(Beginning of SOURCE MATERIAL)
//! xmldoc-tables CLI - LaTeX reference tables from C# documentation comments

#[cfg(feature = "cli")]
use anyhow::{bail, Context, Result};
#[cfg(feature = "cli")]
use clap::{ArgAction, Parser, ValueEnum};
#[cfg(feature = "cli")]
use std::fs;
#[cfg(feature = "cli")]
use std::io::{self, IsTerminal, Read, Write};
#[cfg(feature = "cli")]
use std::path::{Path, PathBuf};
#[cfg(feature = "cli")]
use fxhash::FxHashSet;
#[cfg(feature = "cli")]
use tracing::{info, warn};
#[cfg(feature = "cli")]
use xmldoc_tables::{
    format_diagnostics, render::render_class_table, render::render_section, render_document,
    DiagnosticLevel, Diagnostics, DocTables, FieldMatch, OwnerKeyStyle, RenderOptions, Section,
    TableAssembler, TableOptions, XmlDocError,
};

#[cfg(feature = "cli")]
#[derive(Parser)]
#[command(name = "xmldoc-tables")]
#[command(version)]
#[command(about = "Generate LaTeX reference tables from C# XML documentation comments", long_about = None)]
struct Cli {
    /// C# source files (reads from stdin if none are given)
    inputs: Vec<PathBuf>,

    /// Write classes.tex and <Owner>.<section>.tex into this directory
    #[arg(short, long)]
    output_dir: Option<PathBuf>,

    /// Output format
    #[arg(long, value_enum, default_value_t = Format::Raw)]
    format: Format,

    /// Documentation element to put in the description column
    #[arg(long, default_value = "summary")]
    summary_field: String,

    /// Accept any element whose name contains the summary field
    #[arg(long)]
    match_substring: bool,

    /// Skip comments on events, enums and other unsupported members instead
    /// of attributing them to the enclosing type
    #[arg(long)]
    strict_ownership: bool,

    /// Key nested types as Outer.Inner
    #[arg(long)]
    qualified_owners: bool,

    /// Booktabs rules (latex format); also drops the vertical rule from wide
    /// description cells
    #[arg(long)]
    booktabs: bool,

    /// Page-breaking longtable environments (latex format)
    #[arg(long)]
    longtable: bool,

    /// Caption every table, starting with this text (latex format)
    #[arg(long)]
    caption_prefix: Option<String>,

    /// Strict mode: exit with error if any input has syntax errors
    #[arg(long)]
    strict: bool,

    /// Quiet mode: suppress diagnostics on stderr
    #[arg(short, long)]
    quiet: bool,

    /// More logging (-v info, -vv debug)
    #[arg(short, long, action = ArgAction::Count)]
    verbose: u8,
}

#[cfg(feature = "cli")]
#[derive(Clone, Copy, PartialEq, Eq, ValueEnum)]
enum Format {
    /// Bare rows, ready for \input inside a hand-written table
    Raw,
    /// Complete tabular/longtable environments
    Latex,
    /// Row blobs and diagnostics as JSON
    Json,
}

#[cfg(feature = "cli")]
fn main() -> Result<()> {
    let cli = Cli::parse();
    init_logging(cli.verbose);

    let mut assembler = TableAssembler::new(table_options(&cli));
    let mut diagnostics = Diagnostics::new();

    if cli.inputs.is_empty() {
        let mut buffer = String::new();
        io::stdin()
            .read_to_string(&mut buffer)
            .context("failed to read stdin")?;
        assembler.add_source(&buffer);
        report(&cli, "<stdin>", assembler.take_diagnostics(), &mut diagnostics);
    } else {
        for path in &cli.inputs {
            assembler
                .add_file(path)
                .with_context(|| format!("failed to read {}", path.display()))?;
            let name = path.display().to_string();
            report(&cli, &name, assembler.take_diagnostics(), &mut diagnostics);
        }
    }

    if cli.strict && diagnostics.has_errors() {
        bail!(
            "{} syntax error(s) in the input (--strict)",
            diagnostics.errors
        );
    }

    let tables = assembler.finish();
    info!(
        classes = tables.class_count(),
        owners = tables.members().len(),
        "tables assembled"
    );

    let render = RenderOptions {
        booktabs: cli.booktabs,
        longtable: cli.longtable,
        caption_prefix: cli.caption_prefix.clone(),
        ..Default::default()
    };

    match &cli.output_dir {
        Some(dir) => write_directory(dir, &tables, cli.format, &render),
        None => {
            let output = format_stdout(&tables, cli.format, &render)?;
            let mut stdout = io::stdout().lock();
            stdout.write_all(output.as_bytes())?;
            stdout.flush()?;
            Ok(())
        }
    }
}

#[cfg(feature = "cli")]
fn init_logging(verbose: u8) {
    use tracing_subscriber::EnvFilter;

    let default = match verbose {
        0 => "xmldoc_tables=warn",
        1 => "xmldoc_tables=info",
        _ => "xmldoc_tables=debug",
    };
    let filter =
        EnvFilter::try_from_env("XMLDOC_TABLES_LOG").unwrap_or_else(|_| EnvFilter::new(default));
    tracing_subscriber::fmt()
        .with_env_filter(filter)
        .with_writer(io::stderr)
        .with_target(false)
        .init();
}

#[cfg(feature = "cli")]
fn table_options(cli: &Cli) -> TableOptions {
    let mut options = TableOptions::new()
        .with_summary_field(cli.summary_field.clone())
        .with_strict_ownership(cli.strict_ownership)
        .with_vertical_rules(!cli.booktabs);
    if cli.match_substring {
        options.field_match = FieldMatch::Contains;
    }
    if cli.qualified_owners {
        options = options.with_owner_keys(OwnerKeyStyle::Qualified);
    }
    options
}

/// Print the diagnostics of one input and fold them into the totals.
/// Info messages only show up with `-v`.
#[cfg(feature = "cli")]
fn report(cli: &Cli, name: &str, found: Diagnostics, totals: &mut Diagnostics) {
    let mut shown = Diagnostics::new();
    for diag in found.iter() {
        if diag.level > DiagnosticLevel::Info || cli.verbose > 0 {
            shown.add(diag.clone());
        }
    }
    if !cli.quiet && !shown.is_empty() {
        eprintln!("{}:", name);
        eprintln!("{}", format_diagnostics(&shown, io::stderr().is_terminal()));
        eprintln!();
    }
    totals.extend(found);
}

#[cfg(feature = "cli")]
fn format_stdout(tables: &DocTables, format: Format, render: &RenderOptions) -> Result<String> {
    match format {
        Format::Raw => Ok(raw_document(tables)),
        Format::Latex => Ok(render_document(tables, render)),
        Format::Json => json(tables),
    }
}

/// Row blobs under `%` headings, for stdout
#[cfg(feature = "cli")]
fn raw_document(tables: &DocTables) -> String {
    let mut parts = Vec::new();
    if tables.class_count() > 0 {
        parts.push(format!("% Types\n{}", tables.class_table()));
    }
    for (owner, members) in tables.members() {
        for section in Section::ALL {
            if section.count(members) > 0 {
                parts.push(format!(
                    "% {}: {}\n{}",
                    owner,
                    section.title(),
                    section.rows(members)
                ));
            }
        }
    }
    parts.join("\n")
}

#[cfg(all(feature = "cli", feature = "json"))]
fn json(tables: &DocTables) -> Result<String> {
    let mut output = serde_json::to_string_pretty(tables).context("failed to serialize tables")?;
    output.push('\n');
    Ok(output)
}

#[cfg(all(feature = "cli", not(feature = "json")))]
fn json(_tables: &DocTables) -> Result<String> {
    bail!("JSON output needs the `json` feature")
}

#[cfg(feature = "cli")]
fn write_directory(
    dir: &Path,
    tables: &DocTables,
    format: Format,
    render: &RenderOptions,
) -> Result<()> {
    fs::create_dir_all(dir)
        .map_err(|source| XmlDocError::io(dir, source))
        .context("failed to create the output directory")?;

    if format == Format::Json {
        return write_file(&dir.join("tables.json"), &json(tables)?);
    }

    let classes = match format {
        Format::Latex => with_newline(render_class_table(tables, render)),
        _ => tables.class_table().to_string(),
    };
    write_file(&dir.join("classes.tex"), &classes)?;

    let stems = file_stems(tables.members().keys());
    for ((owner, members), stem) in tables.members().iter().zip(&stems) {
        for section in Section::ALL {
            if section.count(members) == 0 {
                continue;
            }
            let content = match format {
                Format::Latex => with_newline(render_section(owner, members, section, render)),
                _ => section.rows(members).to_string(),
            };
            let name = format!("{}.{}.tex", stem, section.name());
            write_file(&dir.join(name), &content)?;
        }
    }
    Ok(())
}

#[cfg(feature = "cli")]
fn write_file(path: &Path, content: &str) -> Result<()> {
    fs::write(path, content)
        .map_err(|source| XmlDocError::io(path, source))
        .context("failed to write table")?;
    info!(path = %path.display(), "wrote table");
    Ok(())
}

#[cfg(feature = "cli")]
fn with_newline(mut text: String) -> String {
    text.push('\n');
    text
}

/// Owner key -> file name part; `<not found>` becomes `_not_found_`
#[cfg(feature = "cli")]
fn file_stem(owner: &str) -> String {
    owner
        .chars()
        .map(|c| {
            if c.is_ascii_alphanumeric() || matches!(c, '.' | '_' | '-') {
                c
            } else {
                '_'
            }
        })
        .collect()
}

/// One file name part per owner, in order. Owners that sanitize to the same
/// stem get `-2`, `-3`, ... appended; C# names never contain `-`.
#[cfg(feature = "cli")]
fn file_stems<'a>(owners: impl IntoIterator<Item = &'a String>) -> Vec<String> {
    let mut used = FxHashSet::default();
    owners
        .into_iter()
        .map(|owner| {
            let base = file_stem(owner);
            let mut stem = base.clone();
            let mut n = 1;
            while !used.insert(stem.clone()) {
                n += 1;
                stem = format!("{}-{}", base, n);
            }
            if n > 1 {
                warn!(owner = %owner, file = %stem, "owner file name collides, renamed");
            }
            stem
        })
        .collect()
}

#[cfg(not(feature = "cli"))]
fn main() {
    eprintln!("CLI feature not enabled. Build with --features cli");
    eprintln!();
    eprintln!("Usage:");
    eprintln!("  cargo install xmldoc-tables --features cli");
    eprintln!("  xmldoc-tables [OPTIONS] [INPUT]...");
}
(End of SOURCE MATERIAL)
▸ TRY IT: Copy out each line in the preceding records that contains "this".

▸ SOLVED PROBLEM:
    /// Write classes.tex and <Owner>.<section>.tex into this directory
    /// Caption every table, starting with this text (latex format)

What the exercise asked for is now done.